//! Working tree change classification

use anyhow::Result;
use colored::{Color, Colorize};
use git2::{Delta, DiffOptions};
use std::collections::HashSet;
use std::path::{Component, Path, PathBuf};
use tracing::warn;

use super::repo::GitRepo;

/// Pending changes bucketed by kind, in discovery order
#[derive(Debug, Default, Clone, PartialEq)]
pub struct ChangeSet {
    pub added: Vec<String>,
    pub modified: Vec<String>,
    pub deleted: Vec<String>,
    pub untracked: Vec<String>,
}

impl ChangeSet {
    pub fn total(&self) -> usize {
        self.added.len() + self.modified.len() + self.deleted.len() + self.untracked.len()
    }

    pub fn is_empty(&self) -> bool {
        self.total() == 0
    }

    /// Bucket a path by its delta code; the first bucket to claim a path keeps it
    fn record(&mut self, seen: &mut HashSet<String>, status: Delta, path: String) {
        if !seen.insert(path.clone()) {
            return;
        }

        match status {
            Delta::Added => self.added.push(path),
            Delta::Modified => self.modified.push(path),
            Delta::Deleted => self.deleted.push(path),
            Delta::Untracked => self.untracked.push(path),
            other => warn!("unknown change type {:?}: {}", other, path),
        }
    }

    /// Keep only the paths accepted by `keep`
    pub fn retain(&self, keep: impl Fn(&str) -> bool) -> ChangeSet {
        let pick = |bucket: &Vec<String>| -> Vec<String> {
            bucket.iter().filter(|p| keep(p.as_str())).cloned().collect()
        };

        ChangeSet {
            added: pick(&self.added),
            modified: pick(&self.modified),
            deleted: pick(&self.deleted),
            untracked: pick(&self.untracked),
        }
    }
}

/// Collect staged, unstaged and untracked changes
pub fn collect_changes(repo: &GitRepo) -> Result<ChangeSet> {
    let git = repo.inner();
    let mut changes = ChangeSet::default();
    let mut seen = HashSet::new();

    // Staged: HEAD tree against the index
    let head_tree = git.head().ok().and_then(|h| h.peel_to_tree().ok());
    let staged = git.diff_tree_to_index(head_tree.as_ref(), None, None)?;
    for delta in staged.deltas() {
        if let Some(path) = delta_path(&delta) {
            changes.record(&mut seen, delta.status(), path);
        }
    }

    // Unstaged: index against the working tree, untracked files included
    let mut opts = DiffOptions::new();
    opts.include_untracked(true).recurse_untracked_dirs(true);
    let unstaged = git.diff_index_to_workdir(None, Some(&mut opts))?;
    for delta in unstaged.deltas() {
        if let Some(path) = delta_path(&delta) {
            changes.record(&mut seen, delta.status(), path);
        }
    }

    Ok(changes)
}

fn delta_path(delta: &git2::DiffDelta<'_>) -> Option<String> {
    delta
        .old_file()
        .path()
        .or_else(|| delta.new_file().path())
        .map(|p| p.to_string_lossy().replace('\\', "/"))
}

/// Strip one pair of surrounding double quotes
pub fn strip_quotes(s: &str) -> &str {
    if s.len() >= 2 && s.starts_with('"') && s.ends_with('"') {
        &s[1..s.len() - 1]
    } else {
        s
    }
}

/// Restrict changes to a target file (exact match) or directory (prefix match)
pub fn filter_by_path(repo_root: &Path, target: &str, changes: &ChangeSet) -> ChangeSet {
    let root = repo_root
        .canonicalize()
        .unwrap_or_else(|_| repo_root.to_path_buf());

    let input = Path::new(target);
    let resolved = if input.is_absolute() {
        input.canonicalize().unwrap_or_else(|_| normalize(input))
    } else {
        normalize(&root.join(input))
    };

    let rel = match resolved.strip_prefix(&root) {
        Ok(rel) => rel.to_string_lossy().replace('\\', "/"),
        // Outside the repository: match against the raw input
        Err(_) => target.replace('\\', "/"),
    };

    let is_dir = resolved.is_dir() || target.ends_with('/') || target.ends_with('\\');
    let rel = rel.trim_end_matches('/').to_string();
    let prefix = format!("{}/", rel);

    changes.retain(|p| {
        if !is_dir {
            return p == rel;
        }
        rel.is_empty() || p == rel || p.trim_end_matches('/') == rel || p.starts_with(&prefix)
    })
}

/// Resolve `.` and `..` components without touching the filesystem
fn normalize(path: &Path) -> PathBuf {
    let mut out = PathBuf::new();
    for component in path.components() {
        match component {
            Component::CurDir => {}
            Component::ParentDir => {
                out.pop();
            }
            other => out.push(other.as_os_str()),
        }
    }
    out
}

/// Print a colored, numbered listing of the changes
pub fn print_changes(changes: &ChangeSet) {
    if changes.is_empty() {
        println!("{}", "No changes in working directory.".bright_black());
        return;
    }

    let sections: [(&str, &str, Color, &[String]); 4] = [
        ("Untracked Files:", "?", Color::Yellow, changes.untracked.as_slice()),
        ("Added Files:", "+", Color::Green, changes.added.as_slice()),
        ("Modified Files:", "o", Color::Cyan, changes.modified.as_slice()),
        ("Deleted Files:", "-", Color::Red, changes.deleted.as_slice()),
    ];

    let mut idx = 1;
    for (header, marker, color, files) in sections {
        if files.is_empty() {
            continue;
        }

        println!("{}", header.color(color).bold());
        for file in files {
            println!("{}", format!("{:>3}. {} {}", idx, marker, file).color(color));
            idx += 1;
        }
    }
}

#[cfg(test)]
mod tests {
    use super::*;
    use crate::git::repo::test_support::init_repo;
    use chrono::DateTime;
    use std::fs;

    fn sample() -> ChangeSet {
        ChangeSet {
            added: vec!["src/a.py".to_string()],
            modified: vec!["src/b.py".to_string(), "lib/c.py".to_string()],
            deleted: vec!["src_old/d.py".to_string()],
            untracked: vec!["src/nested/e.py".to_string()],
        }
    }

    #[test]
    fn test_record_keeps_first_bucket() {
        let mut changes = ChangeSet::default();
        let mut seen = HashSet::new();

        changes.record(&mut seen, Delta::Added, "a.txt".to_string());
        changes.record(&mut seen, Delta::Modified, "a.txt".to_string());
        changes.record(&mut seen, Delta::Untracked, "b.txt".to_string());
        changes.record(&mut seen, Delta::Renamed, "c.txt".to_string());
        changes.record(&mut seen, Delta::Deleted, "b.txt".to_string());

        assert_eq!(changes.added, vec!["a.txt"]);
        assert!(changes.modified.is_empty());
        assert_eq!(changes.untracked, vec!["b.txt"]);
        assert!(changes.deleted.is_empty());
        assert_eq!(changes.total(), 2);
    }

    #[test]
    fn test_strip_quotes() {
        assert_eq!(strip_quotes("\"my file.txt\""), "my file.txt");
        assert_eq!(strip_quotes("plain.txt"), "plain.txt");
        assert_eq!(strip_quotes("\"half.txt"), "\"half.txt");
        assert_eq!(strip_quotes("\""), "\"");
    }

    #[test]
    fn test_filter_directory_prefix() {
        let dir = tempfile::tempdir().unwrap();
        fs::create_dir_all(dir.path().join("src")).unwrap();

        let filtered = filter_by_path(dir.path(), "src/", &sample());
        assert_eq!(filtered.added, vec!["src/a.py"]);
        assert_eq!(filtered.modified, vec!["src/b.py"]);
        assert!(filtered.deleted.is_empty());
        assert_eq!(filtered.untracked, vec!["src/nested/e.py"]);
    }

    #[test]
    fn test_filter_existing_directory_without_slash() {
        let dir = tempfile::tempdir().unwrap();
        fs::create_dir_all(dir.path().join("lib")).unwrap();

        let filtered = filter_by_path(dir.path(), "lib", &sample());
        assert_eq!(filtered.total(), 1);
        assert_eq!(filtered.modified, vec!["lib/c.py"]);
    }

    #[test]
    fn test_filter_exact_file() {
        let dir = tempfile::tempdir().unwrap();

        let filtered = filter_by_path(dir.path(), "./src/../src/b.py", &sample());
        assert_eq!(filtered.total(), 1);
        assert_eq!(filtered.modified, vec!["src/b.py"]);

        // A missing directory without a trailing slash is treated as a file
        assert!(filter_by_path(dir.path(), "src", &sample()).is_empty());
    }

    #[test]
    fn test_filter_absolute_path() {
        let dir = tempfile::tempdir().unwrap();
        fs::create_dir_all(dir.path().join("src")).unwrap();
        let target = dir.path().join("src");

        let filtered = filter_by_path(dir.path(), target.to_str().unwrap(), &sample());
        assert_eq!(filtered.total(), 3);
    }

    #[test]
    fn test_filter_repo_root_keeps_everything() {
        let dir = tempfile::tempdir().unwrap();
        let filtered = filter_by_path(dir.path(), ".", &sample());
        assert_eq!(filtered, sample());
    }

    #[test]
    fn test_filter_outside_repo_uses_raw_string() {
        let dir = tempfile::tempdir().unwrap();
        let filtered = filter_by_path(dir.path(), "/definitely/not/here/", &sample());
        assert!(filtered.is_empty());
    }

    #[test]
    fn test_collect_changes_buckets() {
        let when = DateTime::parse_from_rfc3339("2024-05-01T00:00:00+00:00").unwrap();
        let (dir, repo) = init_repo(when);
        let root = dir.path();

        fs::write(root.join("tracked.txt"), "v1\n").unwrap();
        fs::write(root.join("gone.txt"), "bye\n").unwrap();
        repo.add("tracked.txt").unwrap();
        repo.add("gone.txt").unwrap();
        repo.commit_at("setup", when).unwrap();

        fs::write(root.join("tracked.txt"), "v2\n").unwrap();
        fs::remove_file(root.join("gone.txt")).unwrap();
        fs::write(root.join("staged.txt"), "new\n").unwrap();
        repo.add("staged.txt").unwrap();
        fs::create_dir_all(root.join("docs")).unwrap();
        fs::write(root.join("docs/guide.md"), "guide\n").unwrap();

        let changes = collect_changes(&repo).unwrap();
        assert_eq!(changes.added, vec!["staged.txt"]);
        assert_eq!(changes.modified, vec!["tracked.txt"]);
        assert_eq!(changes.deleted, vec!["gone.txt"]);
        assert_eq!(changes.untracked, vec!["docs/guide.md"]);
    }

    #[test]
    fn test_staged_then_edited_is_listed_once() {
        let when = DateTime::parse_from_rfc3339("2024-05-01T00:00:00+00:00").unwrap();
        let (dir, repo) = init_repo(when);

        fs::write(dir.path().join("README.md"), "# staged\n").unwrap();
        repo.add("README.md").unwrap();
        fs::write(dir.path().join("README.md"), "# edited again\n").unwrap();

        let changes = collect_changes(&repo).unwrap();
        assert_eq!(changes.modified, vec!["README.md"]);
        assert_eq!(changes.total(), 1);
    }

    #[test]
    fn test_clean_tree_has_no_changes() {
        let when = DateTime::parse_from_rfc3339("2024-05-01T00:00:00+00:00").unwrap();
        let (_dir, repo) = init_repo(when);

        assert!(collect_changes(&repo).unwrap().is_empty());
    }
}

## Activity
Copy all lines from the material that hold "push".

## Answer below
            Delta::Added => self.added.push(path),
            Delta::Modified => self.modified.push(path),
            Delta::Deleted => self.deleted.push(path),
            Delta::Untracked => self.untracked.push(path),
            other => out.push(other.as_os_str()),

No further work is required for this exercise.